Ignores difference
between oppressor and oppressed
How Not to Defend Quebec:
The Example of ‘In Struggle’
Socialist Voice, May 22, 1978
By Christian Corbiere
Charles Gagnon, a leader of the Maoist organization En
Lutte/In Struggle (IS), has just completed a "Canadian tour" on the
"Quebec national question." In a statement issued at the outset of the
tour, IS defined its goal:
"IS wants to make the point of view of the popular
masses known, the point of view which loudly and clearly affirms that
the national rights, including the right to self-determination of the
Quebec nation, must be firmly defended. The point of view that only the
steel-like unity of the working class of the two nations against its
common enemy, the Canadian bourgeoisie, can put an end to the misery and
oppression, including national oppression, experienced under
capitalism."
Although IS makes a fierce effort to take its distance
from the capitalists’ national-unity campaign, and proclaims loudly that
it supports "Quebec’s right to self-determination, up to secession," the
campaign it is carrying on at the same time against Quebec
independence leads it dangerously close to positions that play into the
hands of Trudeau and Co.
Opposes Quebec Independence
For example, IS identifies the Quebec independentist
movement with extreme rightist elements like the Mouvement Reformiste
Social of Jean-Marc Brunet. (See IS’s pamphlet, For the Revolutionary
Unity of the Workers of all Nations and National Minorities, March
1978.) How does that demark it from the bourgeoisie’s campaign, which
seeks to identify all concrete actions by the Quebec nation against its
national oppression as the work of a movement of fanatics?

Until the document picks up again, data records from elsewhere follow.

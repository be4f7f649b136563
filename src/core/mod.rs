// Copyright (c) 2024, Cogent Core. All rights reserved.
// Use of this source code is governed by a BSD-style
// license that can be found in the LICENSE file.

//! The color model and its update propagation policy.
//!
//! A [`ColorModel`] owns the canonical [`ColorState`] of one picker. Edits
//! arrive from five text fields and from collaborators that replace the whole
//! color. After every accepted edit the model publishes the derived values to
//! its observers, skipping the field the edit came from so the text the user
//! is typing is never rewritten underneath them.
//!
//! Observers are called while the model is mutably borrowed, so they cannot
//! feed a value back into it.

use crate::base::ValidationError;
use crate::colors::{compose, decompose, parse_hex, validate_channel, Channel, ColorState};
use crate::events::{EditIntent, Field, FieldUpdate, Target};
use smallvec::SmallVec;

/// Callback receiving updates for one [`Target`].
pub type ObserverFn = Box<dyn FnMut(&FieldUpdate) + Send>;

/// External listener receiving the packed color after user edits.
pub type ColorListener = Box<dyn FnMut(u32) + Send>;

/// Handle returned by [`ColorModel::subscribe`].
#[derive(Debug, Clone, Copy, PartialEq, Eq, Hash)]
pub struct ObserverId(u64);

/// Which representation is currently being edited.
#[derive(Debug, Clone, Copy, PartialEq, Eq, Default)]
pub enum Phase {
    /// No field owns the current value.
    #[default]
    Idle,
    /// The user is typing into a channel field.
    EditingChannel(Channel),
    /// The user is typing into the hex field.
    EditingHex,
}

impl Phase {
    fn for_origin(origin: Field) -> Self {
        match origin.channel() {
            Some(channel) => Phase::EditingChannel(channel),
            None => Phase::EditingHex,
        }
    }
}

struct Subscription {
    id: ObserverId,
    target: Target,
    callback: ObserverFn,
}

/// Canonical color state of a picker plus the rules for propagating edits.
pub struct ColorModel {
    state: ColorState,
    phase: Phase,
    callback_armed: bool,
    observers: SmallVec<[Subscription; 6]>,
    next_id: u64,
    on_color_change: Option<ColorListener>,
}

impl std::fmt::Debug for ColorModel {
    fn fmt(&self, f: &mut std::fmt::Formatter<'_>) -> std::fmt::Result {
        f.debug_struct("ColorModel")
            .field("state", &self.state)
            .field("phase", &self.phase)
            .field("callback_armed", &self.callback_armed)
            .field("observers", &self.observers.len())
            .field("on_color_change", &self.on_color_change.is_some())
            .finish()
    }
}

impl Default for ColorModel {
    fn default() -> Self {
        Self::new(ColorState::default())
    }
}

impl ColorModel {
    /// Creates a model holding the given color.
    pub fn new(initial: ColorState) -> Self {
        Self {
            state: initial,
            phase: Phase::Idle,
            callback_armed: false,
            observers: SmallVec::new(),
            next_id: 0,
            on_color_change: None,
        }
    }

    /// Returns the canonical color.
    pub fn state(&self) -> ColorState {
        self.state
    }

    /// Returns the packed `0xAARRGGBB` color.
    pub fn packed(&self) -> u32 {
        self.state.packed()
    }

    /// Returns the hex field text, `#RRGGBB`.
    pub fn hex(&self) -> String {
        self.state.hex()
    }

    /// Returns the current propagation phase.
    pub fn phase(&self) -> Phase {
        self.phase
    }

    /// Returns `true` if the last accepted edit came from the user and should
    /// reach the external listener.
    pub fn callback_armed(&self) -> bool {
        self.callback_armed
    }

    /// Registers an observer for one target.
    pub fn subscribe<F>(&mut self, target: Target, callback: F) -> ObserverId
    where
        F: FnMut(&FieldUpdate) + Send + 'static,
    {
        let id = ObserverId(self.next_id);
        self.next_id += 1;
        self.observers.push(Subscription {
            id,
            target,
            callback: Box::new(callback),
        });
        id
    }

    /// Removes an observer. Returns `false` if it was not registered.
    pub fn unsubscribe(&mut self, id: ObserverId) -> bool {
        let before = self.observers.len();
        self.observers.retain(|sub| sub.id != id);
        before != self.observers.len()
    }

    /// Returns the number of registered observers.
    pub fn observer_count(&self) -> usize {
        self.observers.len()
    }

    /// Sets the listener called with the packed color after user edits.
    pub fn set_on_color_change<F>(&mut self, listener: F)
    where
        F: FnMut(u32) + Send + 'static,
    {
        self.on_color_change = Some(Box::new(listener));
    }

    /// Removes the external listener.
    pub fn clear_on_color_change(&mut self) {
        self.on_color_change = None;
    }

    /// Applies an edit intent.
    ///
    /// # Errors
    ///
    /// Returns the validation error of a rejected edit; the model is unchanged.
    pub fn dispatch(&mut self, intent: &EditIntent) -> Result<ColorState, ValidationError> {
        match intent {
            EditIntent::Channel { channel, text } => self.edit_channel(*channel, text),
            EditIntent::Hex { text, focused } => self.edit_hex(text, *focused),
            EditIntent::SetColor(packed) => {
                self.set_full_color(*packed);
                Ok(self.state)
            }
        }
    }

    /// Applies text typed into a channel field.
    ///
    /// Every observer except the edited field is notified.
    ///
    /// # Errors
    ///
    /// Returns the validation error of rejected text; the model is unchanged.
    pub fn edit_channel(&mut self, channel: Channel, raw: &str) -> Result<ColorState, ValidationError> {
        let value = validate_channel(channel, raw).inspect_err(|e| {
            tracing::debug!(%channel, input = raw, error = %e, "channel edit rejected");
        })?;
        Ok(self.apply_channel(channel, value, Field::from(channel)))
    }

    /// Applies an alpha percentage typed into `origin`.
    ///
    /// # Errors
    ///
    /// Returns the validation error of rejected text; the model is unchanged.
    pub fn apply_alpha_percent(&mut self, raw: &str, origin: Field) -> Result<ColorState, ValidationError> {
        let value = validate_channel(Channel::Alpha, raw)?;
        Ok(self.apply_channel(Channel::Alpha, value, origin))
    }

    /// Applies text typed into the hex field.
    ///
    /// Red, green and blue are replaced; alpha is kept. While the hex field has
    /// focus it is not notified and the edit counts as a user edit. Without
    /// focus the text was set programmatically and no field owns the edit.
    ///
    /// # Errors
    ///
    /// Returns the validation error of rejected text; the model is unchanged.
    pub fn edit_hex(&mut self, raw: &str, focused: bool) -> Result<ColorState, ValidationError> {
        let rgb = parse_hex(raw)?;
        let before = self.state.packed();

        self.state = self.state.with_rgb(rgb);
        self.phase = if focused { Phase::EditingHex } else { Phase::Idle };
        self.callback_armed = focused;
        tracing::debug!(input = raw, color = %self.state, focused, "hex edit accepted");

        self.publish(focused.then_some(Field::Hex));
        self.notify_listener(before);
        Ok(self.state)
    }

    /// Replaces the whole color, e.g. from the hue or saturation slider.
    ///
    /// Every observer is notified and the external listener is not called.
    pub fn set_full_color(&mut self, packed: u32) {
        self.state = decompose(packed);
        self.phase = Phase::Idle;
        self.callback_armed = false;
        tracing::debug!(color = %self.state, "full color set");
        self.publish(None);
    }

    /// Marks the current edit as finished, e.g. when a field loses focus.
    pub fn end_edit(&mut self) {
        self.phase = Phase::Idle;
    }

    fn apply_channel(&mut self, channel: Channel, value: u8, origin: Field) -> ColorState {
        let before = self.state.packed();

        self.state = self.state.with_channel(channel, value);
        self.phase = Phase::for_origin(origin);
        self.callback_armed = true;
        tracing::debug!(%channel, value, %origin, "channel edit accepted");

        self.publish(Some(origin));
        self.notify_listener(before);
        self.state
    }

    fn publish(&mut self, origin: Option<Field>) {
        let composed = compose(self.state);
        for sub in self.observers.iter_mut() {
            let update = match sub.target {
                Target::Field(field) if Some(field) == origin => continue,
                Target::Field(field) => match field.channel() {
                    Some(channel) => FieldUpdate::Channel {
                        channel,
                        value: self.state.channel(channel),
                    },
                    None => FieldUpdate::Hex(composed.hex.clone()),
                },
                Target::Color => FieldUpdate::Color(composed.packed),
            };
            tracing::trace!(target_field = ?sub.target, ?update, "notify observer");
            (sub.callback)(&update);
        }
    }

    fn notify_listener(&mut self, before: u32) {
        let packed = self.state.packed();
        if !self.callback_armed || packed == before {
            return;
        }
        if let Some(listener) = self.on_color_change.as_mut() {
            listener(packed);
        }
    }
}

IS should know that the ruling class’s slander campaign
against the Quebec independentist movement is simply aimed at preparing
the English-Canadian population for intervention by the "democratic"
federal government against the national rights of the Québécois. Who,
then, benefits from In Struggle’s amalgam of independentists with avowed
fascists like Brunet, if it isn’t the Trudeau government with its
chauvinist maneuvers?
Another example. The big-business media in English
Canada have been campaigning hysterically against the Levesque
government’s language legislation, Law 101. Again it’s an attempt by the
ruling class to paint the defense of the national and language rights
of Quebec as a reactionary, racist movement that wants to oppress the
English-speaking minority (even though the law leaves basically intact
the extensive privileges of that minority).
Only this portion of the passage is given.